There are two reasons for this. One is that waterways, be they rivers or canals, tend to funnel the wind and waves, allowing the storm surge to rise even higher, along with greater wave height. A canal parallel to the shoreline completely prevents this. Secondly is the domino effect. When boats upwind of yours break loose, guess what's going to happen? Yep, they come smashing into your boat, so perpendicular waterways are doubly dangerous. After Andrew, there were such canals where every single boat on that canal ended up in a smashed pile at the end of the canal, so don't underestimate this danger.

Large numbers of boats are located off large bays or sounds, which are also dangerous. You have to get away from the lee shores of big bays. You've heard the term "fetch?" If not, fetch is the distance wind and waves that can travel before they  reach your boat. Fetch is something you only want in small doses, like not more than 200 feet or so.

Following Hurricane Opal at Choctawatchee Bay, I identified numerous little fingers and tributaries that curved off the lee shore of the bay. These would be tributaries that hook around behind the main shoreline. Many of these proved to be quite secure locations, despite the fairly high storm surge.

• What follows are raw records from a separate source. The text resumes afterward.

use std::{
    future::Future,
    sync::Arc,
    time::{Duration, Instant},
};

use chrono::{DateTime, Utc};
use dashmap::{DashMap, mapref::entry::Entry};
use rand::Rng;
use tokio::sync::Mutex;
use uuid::Uuid;

use crate::{common::server_error::ServerError, game::models::GameStatus};

const CODE_CHARSET: &[u8] = b"ABCDEFGHIJKLMNOPQRSTUVWXYZ0123456789";
const CODE_LEN: usize = 6;

pub const SWEEP_INTERVAL: Duration = Duration::from_secs(60);
pub const COMPLETED_RETENTION: Duration = Duration::from_secs(600);

struct SessionState {
    status: GameStatus,
    ended_at: Option<Instant>,
}

/// One live game session. The mutex around the state is the per-session
/// lock that serializes transitions; it is held across the transition's
/// persistence but never across a broadcast.
pub struct LiveSession {
    pub session_id: Uuid,
    pub quiz_id: Uuid,
    pub admin_id: Uuid,
    pub code: String,
    pub created_at: DateTime<Utc>,
    state: Mutex<SessionState>,
}

impl LiveSession {
    fn new(session_id: Uuid, quiz_id: Uuid, admin_id: Uuid, code: String) -> Self {
        Self {
            session_id,
            quiz_id,
            admin_id,
            code,
            created_at: Utc::now(),
            state: Mutex::new(SessionState {
                status: GameStatus::Waiting,
                ended_at: None,
            }),
        }
    }

    pub async fn status(&self) -> GameStatus {
        self.state.lock().await.status
    }

    /// waiting -> active. The in-memory status only flips once `persist`
    /// has succeeded, so a failed durable write leaves the session
    /// startable again.
    pub async fn begin<F, Fut>(&self, persist: F) -> Result<(), ServerError>
    where
        F: FnOnce() -> Fut,
        Fut: Future<Output = Result<(), ServerError>>,
    {
        let mut lock = self.state.lock().await;
        match lock.status {
            GameStatus::Waiting => {
                persist().await?;
                lock.status = GameStatus::Active;
                Ok(())
            }
            current => Err(ServerError::InvalidTransition(format!(
                "cannot start game {} from status {}",
                self.code, current
            ))),
        }
    }

    /// active -> completed. Tolerates a repeated end on an already
    /// completed session; never moves backward. As with `begin`, the
    /// status only flips after `persist` succeeds.
    pub async fn complete<F, Fut>(&self, persist: F) -> Result<(), ServerError>
    where
        F: FnOnce() -> Fut,
        Fut: Future<Output = Result<(), ServerError>>,
    {
        let mut lock = self.state.lock().await;
        match lock.status {
            GameStatus::Active | GameStatus::Completed => {
                persist().await?;
                lock.status = GameStatus::Completed;
                if lock.ended_at.is_none() {
                    lock.ended_at = Some(Instant::now());
                }
                Ok(())
            }
            GameStatus::Waiting => Err(ServerError::InvalidTransition(format!(
                "cannot end game {} before it has started",
                self.code
            ))),
        }
    }

    /// Runs `join` unless the session has completed. The lock is held
    /// across the check and the insert, so an `end_game` racing with a
    /// join cannot admit a participant after the terminal broadcast.
    pub async fn admit<F, Fut, T>(&self, join: F) -> Result<T, ServerError>
    where
        F: FnOnce() -> Fut,
        Fut: Future<Output = Result<T, ServerError>>,
    {
        let lock = self.state.lock().await;
        if lock.status == GameStatus::Completed {
            return Err(ServerError::GameEnded);
        }
        join().await
    }
}

/// In-memory index of live game sessions, keyed by join code.
pub struct SessionRegistry {
    by_code: DashMap<String, Arc<LiveSession>>,
    by_id: DashMap<Uuid, String>,
}

impl SessionRegistry {
    pub fn new() -> Self {
        Self {
            by_code: DashMap::new(),
            by_id: DashMap::new(),
        }
    }

    /// Registers a fresh waiting session under a newly allocated code.
    /// Collisions against currently-registered codes retry; the entry API
    /// makes the check-and-insert atomic.
    pub fn create(&self, quiz_id: Uuid, admin_id: Uuid) -> Arc<LiveSession> {
        let session_id = Uuid::new_v4();
        loop {
            let code = generate_game_code();
            match self.by_code.entry(code.clone()) {
                Entry::Occupied(_) => continue,
                Entry::Vacant(entry) => {
                    let session = Arc::new(LiveSession::new(session_id, quiz_id, admin_id, code));
                    entry.insert(session.clone());
                    self.by_id.insert(session_id, session.code.clone());
                    return session;
                }
            }
        }
    }

    /// Registers a session and persists it through `persist`. A failed
    /// durable write evicts the entry again so its code is not burned
    /// and no orphan is left behind for joins to trip over.
    pub async fn create_with<F, Fut>(
        &self,
        quiz_id: Uuid,
        admin_id: Uuid,
        persist: F,
    ) -> Result<Arc<LiveSession>, ServerError>
    where
        F: FnOnce(Arc<LiveSession>) -> Fut,
        Fut: Future<Output = Result<(), ServerError>>,
    {
        let session = self.create(quiz_id, admin_id);
        match persist(session.clone()).await {
            Ok(()) => Ok(session),
            Err(e) => {
                self.evict(&session.code);
                Err(e)
            }
        }
    }

    pub fn find_by_code(&self, code: &str) -> Option<Arc<LiveSession>> {
        self.by_code.get(code).map(|entry| entry.value().clone())
    }

    pub fn find_by_id(&self, session_id: &Uuid) -> Option<Arc<LiveSession>> {
        let code = self.by_id.get(session_id)?.value().clone();
        self.find_by_code(&code)
    }

    /// Drops a session from the registry, freeing its code for reuse.
    /// Final scores live in the database, so only completed sessions
    /// should be evicted.
    pub fn evict(&self, code: &str) -> Option<Arc<LiveSession>> {
        let (_, session) = self.by_code.remove(code)?;
        self.by_id.remove(&session.session_id);
        Some(session)
    }

    /// Evicts completed sessions whose end lies at least `retention` in
    /// the past. Waiting and active sessions are never touched, and a
    /// freshly ended session stays around so late `get_results` calls
    /// still resolve.
    pub async fn sweep_completed(&self, retention: Duration) -> usize {
        let sessions: Vec<(String, Arc<LiveSession>)> = self
            .by_code
            .iter()
            .map(|entry| (entry.key().clone(), entry.value().clone()))
            .collect();

        let mut evicted = 0;
        for (code, session) in sessions {
            let lock = session.state.lock().await;
            let expired = lock.status == GameStatus::Completed
                && lock
                    .ended_at
                    .is_some_and(|ended_at| ended_at.elapsed() >= retention);
            drop(lock);

            if expired && self.evict(&code).is_some() {
                evicted += 1;
            }
        }

        evicted
    }

    pub fn len(&self) -> usize {
        self.by_code.len()
    }
}

pub fn generate_game_code() -> String {
    let mut rng = rand::rng();
    (0..CODE_LEN)
        .map(|_| {
            let idx = rng.random_range(0..CODE_CHARSET.len());
            CODE_CHARSET[idx] as char
        })
        .collect()
}
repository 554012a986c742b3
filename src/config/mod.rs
pub mod config;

The illustration shown above will help give you an idea of what kind of areas might be reasonably safe. Note that the southern side of the bay (at right) as long as it is away from the narrow sandy stretches of beaches, provided lots of potential sites. Moreover, storm surges were highest at the inlet near Destin where large numbers of boats were destroyed. Yet the inland areas north of Ft. Walton were fairly secure, mainly due to a lack of fetch. Most boats in that area survived.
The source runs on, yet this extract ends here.